La cottura degli alimenti è una pratica molto comune e diffusa pressoché in tutto il mondo. Gli scopi principali della cottura (specialmente in ambito industriale) sono di conferire agli alimenti un gusto e una consistenza gradevoli al palato del consumatore, favorirne la digeribilità, assicurarne la conservazione, distruggere i microrganismi.

Fonti autorevoli enumerano svariati metodi di cottura: imbianchimento, pastorizzazione, sterilizzazione, bollitura in acqua (100°C), frittura in olio (150°/190°C), cottura alla griglia ((300°/500°C), in forno classico (100°/250°C) o a microonde, per contatto con una superficie calda, a vapore, stufatura, senza liquidi, in recipiente chiuso da coperchio (< 100°C).

In tutte le tipologie di cottura  l’innalzamento termico è ottenuto aumentando i processi vibrazionali delle molecole dell’alimento, dell’ambiente che lo circonda e dell’utensile che lo contiene.

È un fatto che la cottura trasformi gli alimenti in modo evidente e tali cambiamenti sono tanto più marcati quanto più la temperatura è alta e prolungata.

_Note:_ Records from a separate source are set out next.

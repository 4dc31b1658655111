use poise::serenity_prelude::User;

use crate::bot::data::Context;
use crate::bot::error::Error;
use crate::constants::embeds;
use crate::utils::formatting::mention_user;

/// Ban a user from rejoining your voice channel
#[poise::command(slash_command, rename = "ban-user", guild_only)]
pub async fn ban_user(
    ctx: Context<'_>,
    #[description = "User to ban"] user: User,
) -> Result<(), Error> {
    let guild_id = ctx.guild_id().ok_or(Error::custom("Not in a guild"))?;

    let outcome = ctx
        .data()
        .owner_actions
        .ban_member(guild_id, ctx.author().id, user.id)
        .await?;

    let mut description = format!(
        "{} can no longer join your channel.",
        mention_user(user.id)
    );
    if outcome.disconnected {
        description.push_str(" They have been disconnected.");
    }

    let embed = embeds::warning_embed()
        .title("User Banned")
        .description(description);

    ctx.send(poise::CreateReply::default().embed(embed).ephemeral(true))
        .await?;

    Ok(())
}
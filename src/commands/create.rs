use crate::bot::data::Context;
use crate::bot::error::Error;
use crate::commands::guild_requester;
use crate::components::{creation_modal, platform_selector};
use crate::services::channels::ProvisionRequest;
use crate::utils::permissions;

/// Create a temporary gaming voice channel
#[poise::command(slash_command, rename = "gaming-channel", guild_only)]
pub async fn gaming_channel(ctx: Context<'_>) -> Result<(), Error> {
    let (_, requester) = guild_requester(ctx).await?;
    permissions::ensure_can_provision(&requester)?;

    let (embed, menu) = platform_selector::create_menu();

    ctx.send(
        poise::CreateReply::default()
            .embed(embed)
            .components(vec![menu])
            .ephemeral(true),
    )
    .await?;

    Ok(())
}

/// Create a simple temporary voice channel
#[poise::command(slash_command, rename = "create-voice", guild_only)]
pub async fn create_voice(
    ctx: Context<'_>,
    #[description = "Name for your channel"]
    #[max_length = 100]
    name: Option<String>,
) -> Result<(), Error> {
    let (guild_id, requester) = guild_requester(ctx).await?;
    permissions::ensure_can_provision(&requester)?;

    ctx.defer_ephemeral().await?;

    let channel = ctx
        .data()
        .provisioner
        .provision(guild_id, &requester, ProvisionRequest::Simple { name })
        .await?;

    ctx.send(
        poise::CreateReply::default()
            .embed(creation_modal::created_embed(&channel))
            .ephemeral(true),
    )
    .await?;

    Ok(())
}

Vengono modificati l’aspetto, la consistenza, l’odore e il gusto.

Dal punto di vista chimico, sotto l’effetto dell’agitazione termica, le molecole si rompono e si ristrutturano a caso, formando nuove combinazioni estremamente complesse, alcune delle quali non esistono in natura .

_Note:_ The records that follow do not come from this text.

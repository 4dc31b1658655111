use std::fmt;
use std::sync::Arc;

use serenity::all::{GuildId, Member};

use crate::config::Settings;
use crate::constants::timeouts::EMPTY_CHANNEL_GRACE_PERIOD;
use crate::platform::Platform;
use crate::services::channels::naming::NamingRules;
use crate::services::channels::{
    ChannelProvisioner, ChannelRegistry, EmptyChannelReaper, ReadyGate,
};
use crate::services::moderation::OwnerActionHandler;
use crate::utils::permissions::Requester;

/// Shared data available to all commands and handlers
pub struct Data {
    pub settings: Settings,
    pub platform: Arc<dyn Platform>,
    /// Source of truth for which channels are temporary and who owns them
    pub registry: Arc<ChannelRegistry>,
    pub reaper: Arc<EmptyChannelReaper>,
    pub provisioner: ChannelProvisioner,
    pub owner_actions: OwnerActionHandler,
    /// Opened when the gateway session is ready
    pub ready: ReadyGate,
}

impl Data {
    pub fn new(settings: Settings, platform: Arc<dyn Platform>) -> Self {
        let registry = Arc::new(ChannelRegistry::new());

        let reaper = Arc::new(EmptyChannelReaper::new(
            registry.clone(),
            platform.clone(),
            EMPTY_CHANNEL_GRACE_PERIOD,
        ));

        let provisioner = ChannelProvisioner::new(
            registry.clone(),
            platform.clone(),
            NamingRules {
                max_length: settings.max_channel_name_length,
                default_label: settings.default_channel_name.clone(),
            },
            settings.temp_category_name.clone(),
        );

        let owner_actions = OwnerActionHandler::new(registry.clone(), platform.clone());

        Self {
            settings,
            platform,
            registry,
            reaper,
            provisioner,
            owner_actions,
            ready: ReadyGate::new(),
        }
    }

    /// Capture who is asking, including their current voice channel
    pub fn requester(&self, guild_id: GuildId, member: &Member) -> Requester {
        let voice_channel = self
            .platform
            .voice_state(guild_id, member.user.id)
            .map(|vs| vs.channel_id);
        Requester::from_member(member, voice_channel)
    }
}

impl fmt::Debug for Data {
    fn fmt(&self, f: &mut fmt::Formatter<'_>) -> fmt::Result {
        f.debug_struct("Data")
            .field("temp_channels", &self.registry.len())
            .field("ready", &self.ready.is_open())
            .finish_non_exhaustive()
    }
}

pub type Context<'a> = poise::Context<'a, Arc<Data>, crate::bot::error::Error>;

Con la cottura, dunque, gli alimenti si trasformano: ad esempio gli oli si ossidano , tanto più facilmente quanto più sono insaturi. Ecco perché è meglio evitare di scaldare oli di girasole, mais e colza, ricchi di acidi grassi insaturi (i danni sono meno gravi con l’olio di arachidi, che contiene solo il 30% di acidi grassi insaturi). Possono formarsi isomeri (sostanze che, pur avendo la stessa composizione, differiscono per le proprietà chimiche o fisiche a causa di diverse disposizioni degli atomi – n.d.A.),  ad es. acidi grassi -trans a partire da acidi grassi –cis.

Tenendo conto che i nostri aminoacidi non agiscono sull’isomero ma solo sulla sostanza naturale originaria, e che la trasformazione di questi isomeri, superata la barriera intestinale, è tuttora sconosciuta, nel migliore dei casi queste sostanze saranno inutilizzabili ma nel peggiore saranno pericolose. È sufficiente infatti solo una piccola differenza rispetto alla molecola normale, per ottenere una molecola che l’organismo non è in grado di trasformare. Ad es. il 2-desossiglucosio è molto vicino al glucosio, ma gli manca un atomo di idrogeno legato a un secondo atomo di carbonio, per cui verrà trasportato e assorbito attraverso gli stessi sistemi del glucosio ma, giunto nelle cellule, non potrà essere trasformato e si accumulerà.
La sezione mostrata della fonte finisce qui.